### Your objective
Show the lines below where "NewProcedure" occurs.

BEGIN Material provided

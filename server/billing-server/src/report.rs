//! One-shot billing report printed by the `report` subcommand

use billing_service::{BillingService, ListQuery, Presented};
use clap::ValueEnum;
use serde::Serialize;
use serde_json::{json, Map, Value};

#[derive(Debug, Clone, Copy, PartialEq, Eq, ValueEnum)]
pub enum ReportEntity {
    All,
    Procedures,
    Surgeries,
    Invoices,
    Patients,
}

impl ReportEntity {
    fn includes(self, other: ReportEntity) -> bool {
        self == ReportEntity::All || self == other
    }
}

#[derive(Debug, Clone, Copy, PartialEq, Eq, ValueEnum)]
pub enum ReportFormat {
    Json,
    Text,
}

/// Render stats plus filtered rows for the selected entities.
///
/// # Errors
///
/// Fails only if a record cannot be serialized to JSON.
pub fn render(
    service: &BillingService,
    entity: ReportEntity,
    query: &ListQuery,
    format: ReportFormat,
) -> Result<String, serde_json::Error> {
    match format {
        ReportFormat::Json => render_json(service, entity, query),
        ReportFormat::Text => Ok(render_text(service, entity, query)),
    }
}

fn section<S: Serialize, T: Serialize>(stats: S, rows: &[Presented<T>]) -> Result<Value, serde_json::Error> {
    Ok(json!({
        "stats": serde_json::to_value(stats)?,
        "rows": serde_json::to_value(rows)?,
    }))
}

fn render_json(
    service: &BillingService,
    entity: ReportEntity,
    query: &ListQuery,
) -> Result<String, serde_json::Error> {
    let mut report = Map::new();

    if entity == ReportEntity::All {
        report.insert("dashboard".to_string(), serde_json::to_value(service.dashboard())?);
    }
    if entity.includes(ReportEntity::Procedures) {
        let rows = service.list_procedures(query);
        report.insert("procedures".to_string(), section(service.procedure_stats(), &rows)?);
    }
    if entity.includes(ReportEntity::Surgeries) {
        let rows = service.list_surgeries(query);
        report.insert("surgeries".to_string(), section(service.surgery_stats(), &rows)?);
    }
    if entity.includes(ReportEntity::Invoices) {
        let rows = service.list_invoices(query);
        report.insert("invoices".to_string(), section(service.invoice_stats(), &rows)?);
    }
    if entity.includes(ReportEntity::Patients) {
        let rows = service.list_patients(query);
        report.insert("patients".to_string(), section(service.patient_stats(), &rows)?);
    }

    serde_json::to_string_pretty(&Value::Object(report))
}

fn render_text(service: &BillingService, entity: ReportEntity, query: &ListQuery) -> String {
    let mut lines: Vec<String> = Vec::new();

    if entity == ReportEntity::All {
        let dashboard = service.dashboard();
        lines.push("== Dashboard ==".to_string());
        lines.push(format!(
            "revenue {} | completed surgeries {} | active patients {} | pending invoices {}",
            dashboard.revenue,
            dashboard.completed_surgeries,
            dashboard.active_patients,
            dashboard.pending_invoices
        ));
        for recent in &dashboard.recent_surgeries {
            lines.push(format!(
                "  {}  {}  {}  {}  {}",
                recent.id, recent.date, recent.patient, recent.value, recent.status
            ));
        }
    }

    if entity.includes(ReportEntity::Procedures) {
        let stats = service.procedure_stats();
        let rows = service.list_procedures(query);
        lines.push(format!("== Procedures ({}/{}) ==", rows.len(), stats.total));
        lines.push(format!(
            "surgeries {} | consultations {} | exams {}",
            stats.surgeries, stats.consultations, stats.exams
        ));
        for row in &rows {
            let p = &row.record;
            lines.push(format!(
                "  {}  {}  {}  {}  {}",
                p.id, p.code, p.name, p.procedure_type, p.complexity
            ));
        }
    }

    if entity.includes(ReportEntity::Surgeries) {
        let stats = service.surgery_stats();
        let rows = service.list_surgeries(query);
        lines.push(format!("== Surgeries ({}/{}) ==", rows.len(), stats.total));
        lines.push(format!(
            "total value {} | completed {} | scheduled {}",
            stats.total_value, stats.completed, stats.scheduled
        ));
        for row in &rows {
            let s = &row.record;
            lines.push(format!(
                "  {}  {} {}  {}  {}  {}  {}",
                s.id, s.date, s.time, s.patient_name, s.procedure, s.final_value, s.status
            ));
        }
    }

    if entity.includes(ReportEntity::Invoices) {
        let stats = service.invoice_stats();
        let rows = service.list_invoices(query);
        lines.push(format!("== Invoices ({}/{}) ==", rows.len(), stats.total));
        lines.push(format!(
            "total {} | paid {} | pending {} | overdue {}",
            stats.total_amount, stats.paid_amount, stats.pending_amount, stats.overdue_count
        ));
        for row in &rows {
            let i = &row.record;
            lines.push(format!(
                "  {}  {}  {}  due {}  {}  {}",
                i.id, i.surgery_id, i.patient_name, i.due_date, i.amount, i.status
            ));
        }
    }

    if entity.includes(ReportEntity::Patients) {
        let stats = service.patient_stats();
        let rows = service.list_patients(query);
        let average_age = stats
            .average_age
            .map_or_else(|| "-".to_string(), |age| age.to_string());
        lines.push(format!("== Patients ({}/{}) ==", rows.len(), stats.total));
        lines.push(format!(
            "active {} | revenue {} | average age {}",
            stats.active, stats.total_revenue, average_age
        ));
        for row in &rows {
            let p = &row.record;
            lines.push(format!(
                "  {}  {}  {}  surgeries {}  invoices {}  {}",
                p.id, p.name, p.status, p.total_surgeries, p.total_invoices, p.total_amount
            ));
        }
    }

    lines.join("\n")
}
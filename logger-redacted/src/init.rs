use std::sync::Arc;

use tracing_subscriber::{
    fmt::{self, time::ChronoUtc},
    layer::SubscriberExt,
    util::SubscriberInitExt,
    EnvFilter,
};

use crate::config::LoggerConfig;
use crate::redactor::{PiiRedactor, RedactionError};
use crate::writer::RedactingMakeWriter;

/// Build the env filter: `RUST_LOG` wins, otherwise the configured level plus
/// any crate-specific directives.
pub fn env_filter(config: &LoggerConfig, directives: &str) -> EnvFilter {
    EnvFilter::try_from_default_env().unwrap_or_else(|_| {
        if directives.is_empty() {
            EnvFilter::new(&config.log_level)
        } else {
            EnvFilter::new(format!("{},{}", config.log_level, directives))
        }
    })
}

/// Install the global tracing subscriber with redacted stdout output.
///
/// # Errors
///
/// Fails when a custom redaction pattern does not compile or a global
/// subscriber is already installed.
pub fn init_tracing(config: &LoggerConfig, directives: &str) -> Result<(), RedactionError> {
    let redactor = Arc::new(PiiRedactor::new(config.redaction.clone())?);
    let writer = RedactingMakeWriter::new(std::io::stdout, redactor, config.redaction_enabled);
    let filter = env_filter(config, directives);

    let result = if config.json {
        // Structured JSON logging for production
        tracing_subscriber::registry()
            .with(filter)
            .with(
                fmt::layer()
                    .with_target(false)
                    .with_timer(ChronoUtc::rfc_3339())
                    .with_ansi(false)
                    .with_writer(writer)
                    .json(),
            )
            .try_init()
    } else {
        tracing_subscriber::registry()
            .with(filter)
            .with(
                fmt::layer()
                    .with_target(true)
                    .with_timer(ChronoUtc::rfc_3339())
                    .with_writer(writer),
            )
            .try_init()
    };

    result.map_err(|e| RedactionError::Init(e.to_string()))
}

END Material provided
BEGIN Material provided

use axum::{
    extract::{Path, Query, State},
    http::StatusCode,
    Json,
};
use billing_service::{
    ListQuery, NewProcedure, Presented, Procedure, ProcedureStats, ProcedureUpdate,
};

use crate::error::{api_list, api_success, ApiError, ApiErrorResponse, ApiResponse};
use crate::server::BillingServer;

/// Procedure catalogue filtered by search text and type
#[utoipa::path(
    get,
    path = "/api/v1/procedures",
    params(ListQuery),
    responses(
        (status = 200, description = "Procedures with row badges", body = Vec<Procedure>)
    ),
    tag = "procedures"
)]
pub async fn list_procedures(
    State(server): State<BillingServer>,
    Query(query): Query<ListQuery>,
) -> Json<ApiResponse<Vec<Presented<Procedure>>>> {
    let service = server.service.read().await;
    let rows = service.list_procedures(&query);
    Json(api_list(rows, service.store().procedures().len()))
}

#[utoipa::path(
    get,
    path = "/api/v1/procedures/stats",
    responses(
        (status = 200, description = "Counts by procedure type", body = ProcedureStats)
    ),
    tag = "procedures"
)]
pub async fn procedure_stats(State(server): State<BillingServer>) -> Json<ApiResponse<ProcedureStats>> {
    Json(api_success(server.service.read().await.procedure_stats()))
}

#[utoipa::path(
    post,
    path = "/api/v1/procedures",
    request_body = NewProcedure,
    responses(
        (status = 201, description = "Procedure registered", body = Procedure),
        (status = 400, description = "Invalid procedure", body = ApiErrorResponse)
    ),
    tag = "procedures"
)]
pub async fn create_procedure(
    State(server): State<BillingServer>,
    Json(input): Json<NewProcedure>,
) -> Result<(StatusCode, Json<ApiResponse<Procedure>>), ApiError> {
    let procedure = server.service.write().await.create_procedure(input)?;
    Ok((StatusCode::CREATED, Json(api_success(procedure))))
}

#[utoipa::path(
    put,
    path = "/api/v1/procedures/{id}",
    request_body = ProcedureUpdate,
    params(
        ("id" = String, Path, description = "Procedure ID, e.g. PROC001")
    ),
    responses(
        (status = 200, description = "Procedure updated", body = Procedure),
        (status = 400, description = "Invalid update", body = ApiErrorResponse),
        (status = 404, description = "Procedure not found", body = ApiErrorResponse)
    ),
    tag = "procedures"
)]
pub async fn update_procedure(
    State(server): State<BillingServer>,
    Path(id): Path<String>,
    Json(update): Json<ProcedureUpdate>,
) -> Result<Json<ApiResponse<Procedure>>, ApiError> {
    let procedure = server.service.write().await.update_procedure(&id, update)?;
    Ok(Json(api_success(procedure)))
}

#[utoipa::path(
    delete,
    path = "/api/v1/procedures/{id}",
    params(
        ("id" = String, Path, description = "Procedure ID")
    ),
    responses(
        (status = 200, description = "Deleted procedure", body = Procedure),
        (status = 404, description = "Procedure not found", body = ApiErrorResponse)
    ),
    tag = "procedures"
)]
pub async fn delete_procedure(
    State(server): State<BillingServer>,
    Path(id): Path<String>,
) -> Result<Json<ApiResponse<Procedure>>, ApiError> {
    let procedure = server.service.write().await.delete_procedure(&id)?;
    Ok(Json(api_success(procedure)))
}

END Material provided
BEGIN Material provided

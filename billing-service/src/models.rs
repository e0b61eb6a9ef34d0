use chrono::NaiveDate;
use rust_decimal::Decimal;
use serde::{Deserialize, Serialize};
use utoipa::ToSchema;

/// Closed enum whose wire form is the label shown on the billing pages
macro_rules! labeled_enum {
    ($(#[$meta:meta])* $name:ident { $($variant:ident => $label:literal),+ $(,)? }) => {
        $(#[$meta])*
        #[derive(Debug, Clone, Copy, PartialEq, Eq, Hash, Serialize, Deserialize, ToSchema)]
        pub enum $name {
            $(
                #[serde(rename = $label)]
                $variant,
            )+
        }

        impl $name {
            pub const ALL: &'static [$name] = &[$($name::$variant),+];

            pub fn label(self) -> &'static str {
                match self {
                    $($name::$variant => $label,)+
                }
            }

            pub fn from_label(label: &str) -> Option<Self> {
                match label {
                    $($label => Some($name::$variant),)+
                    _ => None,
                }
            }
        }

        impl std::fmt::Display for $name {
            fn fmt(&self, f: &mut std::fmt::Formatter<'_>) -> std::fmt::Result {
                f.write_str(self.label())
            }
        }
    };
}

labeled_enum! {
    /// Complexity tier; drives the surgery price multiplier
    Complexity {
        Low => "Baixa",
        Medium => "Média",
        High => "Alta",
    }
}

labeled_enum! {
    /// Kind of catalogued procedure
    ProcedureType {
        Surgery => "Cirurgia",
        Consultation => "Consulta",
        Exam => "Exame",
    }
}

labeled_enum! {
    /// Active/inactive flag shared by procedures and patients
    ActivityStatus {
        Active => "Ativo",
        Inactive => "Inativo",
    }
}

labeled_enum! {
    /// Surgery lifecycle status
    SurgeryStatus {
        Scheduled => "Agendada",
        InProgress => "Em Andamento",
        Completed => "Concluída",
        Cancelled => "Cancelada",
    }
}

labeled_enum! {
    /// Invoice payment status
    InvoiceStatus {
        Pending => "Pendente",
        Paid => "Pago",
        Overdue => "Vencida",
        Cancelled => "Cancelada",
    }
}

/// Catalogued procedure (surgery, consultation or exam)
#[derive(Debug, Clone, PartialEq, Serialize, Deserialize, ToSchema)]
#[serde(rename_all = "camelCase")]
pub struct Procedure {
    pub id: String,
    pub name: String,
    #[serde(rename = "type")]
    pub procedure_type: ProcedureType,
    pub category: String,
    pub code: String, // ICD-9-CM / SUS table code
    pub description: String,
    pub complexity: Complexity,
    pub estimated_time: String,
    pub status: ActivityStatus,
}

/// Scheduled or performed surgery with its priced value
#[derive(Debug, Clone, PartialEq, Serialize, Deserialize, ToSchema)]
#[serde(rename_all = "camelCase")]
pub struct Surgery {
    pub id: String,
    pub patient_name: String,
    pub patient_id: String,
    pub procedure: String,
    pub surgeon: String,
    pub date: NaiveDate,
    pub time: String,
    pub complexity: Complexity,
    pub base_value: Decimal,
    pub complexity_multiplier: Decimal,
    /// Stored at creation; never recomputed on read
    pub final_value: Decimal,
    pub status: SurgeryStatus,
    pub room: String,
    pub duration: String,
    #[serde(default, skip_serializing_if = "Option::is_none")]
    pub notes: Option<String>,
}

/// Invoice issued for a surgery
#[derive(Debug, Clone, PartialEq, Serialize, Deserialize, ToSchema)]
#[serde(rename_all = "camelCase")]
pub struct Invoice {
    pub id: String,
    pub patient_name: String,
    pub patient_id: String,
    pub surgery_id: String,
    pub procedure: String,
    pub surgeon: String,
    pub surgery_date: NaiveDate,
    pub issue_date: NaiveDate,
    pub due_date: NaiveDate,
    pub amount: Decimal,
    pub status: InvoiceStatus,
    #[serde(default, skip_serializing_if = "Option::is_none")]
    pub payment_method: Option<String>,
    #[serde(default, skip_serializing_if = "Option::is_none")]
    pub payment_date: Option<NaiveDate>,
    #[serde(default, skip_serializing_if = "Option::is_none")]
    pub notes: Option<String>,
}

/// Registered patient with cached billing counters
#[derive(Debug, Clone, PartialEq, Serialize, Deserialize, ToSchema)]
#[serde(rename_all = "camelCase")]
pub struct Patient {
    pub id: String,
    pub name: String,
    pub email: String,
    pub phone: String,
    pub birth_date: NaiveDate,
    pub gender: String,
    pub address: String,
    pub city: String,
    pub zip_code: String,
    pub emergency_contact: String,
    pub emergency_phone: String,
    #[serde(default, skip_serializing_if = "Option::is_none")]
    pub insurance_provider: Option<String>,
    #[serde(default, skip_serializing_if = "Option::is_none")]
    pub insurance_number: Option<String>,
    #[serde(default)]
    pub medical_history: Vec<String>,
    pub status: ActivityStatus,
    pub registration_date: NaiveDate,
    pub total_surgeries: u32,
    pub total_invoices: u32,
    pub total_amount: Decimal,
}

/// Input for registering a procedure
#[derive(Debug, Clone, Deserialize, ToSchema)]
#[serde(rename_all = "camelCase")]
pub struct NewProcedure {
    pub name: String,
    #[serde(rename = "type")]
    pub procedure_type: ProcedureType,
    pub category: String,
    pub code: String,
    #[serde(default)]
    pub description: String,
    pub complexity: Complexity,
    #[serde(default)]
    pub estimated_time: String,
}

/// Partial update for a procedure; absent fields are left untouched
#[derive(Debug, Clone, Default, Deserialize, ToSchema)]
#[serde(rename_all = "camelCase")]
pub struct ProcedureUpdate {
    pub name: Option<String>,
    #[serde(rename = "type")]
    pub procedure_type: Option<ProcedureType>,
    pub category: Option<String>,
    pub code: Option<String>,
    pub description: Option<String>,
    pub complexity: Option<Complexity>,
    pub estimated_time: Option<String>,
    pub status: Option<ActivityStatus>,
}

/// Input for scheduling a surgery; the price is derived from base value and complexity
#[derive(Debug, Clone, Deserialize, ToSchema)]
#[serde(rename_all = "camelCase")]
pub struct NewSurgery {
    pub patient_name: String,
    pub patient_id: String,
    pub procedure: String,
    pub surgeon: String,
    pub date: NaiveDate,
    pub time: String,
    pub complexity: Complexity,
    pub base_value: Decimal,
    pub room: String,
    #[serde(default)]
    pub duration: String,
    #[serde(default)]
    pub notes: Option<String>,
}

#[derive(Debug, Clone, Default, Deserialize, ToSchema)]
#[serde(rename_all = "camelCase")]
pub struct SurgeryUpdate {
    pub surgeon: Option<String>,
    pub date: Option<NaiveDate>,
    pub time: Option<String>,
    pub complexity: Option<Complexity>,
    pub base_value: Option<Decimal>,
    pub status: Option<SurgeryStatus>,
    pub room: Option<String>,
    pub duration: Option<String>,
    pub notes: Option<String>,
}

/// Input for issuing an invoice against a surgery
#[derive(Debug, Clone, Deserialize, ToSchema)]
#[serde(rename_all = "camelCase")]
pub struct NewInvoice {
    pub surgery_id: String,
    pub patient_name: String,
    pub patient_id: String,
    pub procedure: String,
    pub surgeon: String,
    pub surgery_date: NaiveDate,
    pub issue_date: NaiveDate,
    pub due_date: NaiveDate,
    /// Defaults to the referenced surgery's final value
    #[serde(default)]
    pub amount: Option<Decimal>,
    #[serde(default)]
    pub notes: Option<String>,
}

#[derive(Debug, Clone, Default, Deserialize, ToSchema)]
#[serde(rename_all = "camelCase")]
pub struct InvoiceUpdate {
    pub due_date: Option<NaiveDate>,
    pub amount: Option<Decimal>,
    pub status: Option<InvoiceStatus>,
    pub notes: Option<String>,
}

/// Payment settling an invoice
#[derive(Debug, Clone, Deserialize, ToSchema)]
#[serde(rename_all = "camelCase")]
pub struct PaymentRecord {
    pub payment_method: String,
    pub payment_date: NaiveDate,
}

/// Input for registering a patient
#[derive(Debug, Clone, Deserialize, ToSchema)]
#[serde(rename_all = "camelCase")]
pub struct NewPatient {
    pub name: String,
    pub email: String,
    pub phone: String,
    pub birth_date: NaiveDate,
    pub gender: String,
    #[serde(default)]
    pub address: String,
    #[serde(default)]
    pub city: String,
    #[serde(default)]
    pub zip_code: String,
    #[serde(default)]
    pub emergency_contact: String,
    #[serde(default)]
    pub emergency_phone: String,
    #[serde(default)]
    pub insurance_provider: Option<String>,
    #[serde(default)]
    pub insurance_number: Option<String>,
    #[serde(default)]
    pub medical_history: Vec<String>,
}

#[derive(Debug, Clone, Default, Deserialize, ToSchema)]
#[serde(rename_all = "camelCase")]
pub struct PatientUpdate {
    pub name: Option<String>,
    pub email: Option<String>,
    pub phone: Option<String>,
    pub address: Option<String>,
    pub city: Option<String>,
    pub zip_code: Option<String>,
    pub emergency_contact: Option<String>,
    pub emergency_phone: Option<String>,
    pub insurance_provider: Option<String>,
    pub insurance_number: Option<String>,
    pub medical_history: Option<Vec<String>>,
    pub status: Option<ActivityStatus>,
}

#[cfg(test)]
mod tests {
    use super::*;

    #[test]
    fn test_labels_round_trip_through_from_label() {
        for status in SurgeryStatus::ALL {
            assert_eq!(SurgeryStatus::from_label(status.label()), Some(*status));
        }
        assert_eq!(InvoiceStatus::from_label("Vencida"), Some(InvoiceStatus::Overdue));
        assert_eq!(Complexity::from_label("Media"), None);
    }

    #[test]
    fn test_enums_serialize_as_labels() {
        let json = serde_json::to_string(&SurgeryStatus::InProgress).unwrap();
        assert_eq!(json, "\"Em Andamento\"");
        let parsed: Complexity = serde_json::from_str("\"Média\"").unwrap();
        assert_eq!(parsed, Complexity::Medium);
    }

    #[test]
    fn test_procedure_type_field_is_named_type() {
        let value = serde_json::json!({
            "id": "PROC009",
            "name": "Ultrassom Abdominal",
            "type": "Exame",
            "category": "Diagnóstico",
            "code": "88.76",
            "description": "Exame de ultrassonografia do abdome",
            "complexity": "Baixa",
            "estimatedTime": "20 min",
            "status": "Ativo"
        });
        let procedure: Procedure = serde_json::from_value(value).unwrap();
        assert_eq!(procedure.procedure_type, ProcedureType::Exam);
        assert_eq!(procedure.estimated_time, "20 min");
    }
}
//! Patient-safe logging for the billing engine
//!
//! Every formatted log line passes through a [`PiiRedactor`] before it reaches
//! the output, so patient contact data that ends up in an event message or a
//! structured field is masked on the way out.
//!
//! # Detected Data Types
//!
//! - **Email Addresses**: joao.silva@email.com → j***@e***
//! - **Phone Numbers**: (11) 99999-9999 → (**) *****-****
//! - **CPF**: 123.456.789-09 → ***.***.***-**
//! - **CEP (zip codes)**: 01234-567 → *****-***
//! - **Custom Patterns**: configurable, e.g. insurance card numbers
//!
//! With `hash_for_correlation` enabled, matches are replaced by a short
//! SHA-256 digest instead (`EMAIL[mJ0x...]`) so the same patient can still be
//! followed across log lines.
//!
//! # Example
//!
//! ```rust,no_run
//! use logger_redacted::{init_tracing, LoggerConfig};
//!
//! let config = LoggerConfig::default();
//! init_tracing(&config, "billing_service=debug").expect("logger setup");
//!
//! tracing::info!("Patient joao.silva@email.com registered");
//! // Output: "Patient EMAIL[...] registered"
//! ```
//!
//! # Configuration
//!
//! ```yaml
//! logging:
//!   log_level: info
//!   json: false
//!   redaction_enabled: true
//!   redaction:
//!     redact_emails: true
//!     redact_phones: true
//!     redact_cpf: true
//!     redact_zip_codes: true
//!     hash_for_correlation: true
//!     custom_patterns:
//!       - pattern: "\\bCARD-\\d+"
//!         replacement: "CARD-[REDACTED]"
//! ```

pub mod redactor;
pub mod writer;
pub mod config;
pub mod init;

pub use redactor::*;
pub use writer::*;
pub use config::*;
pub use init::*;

END Material provided

### Solved exercise
    ListQuery, NewProcedure, Presented, Procedure, ProcedureStats, ProcedureUpdate,
    request_body = NewProcedure,
    Json(input): Json<NewProcedure>,
pub struct NewProcedure {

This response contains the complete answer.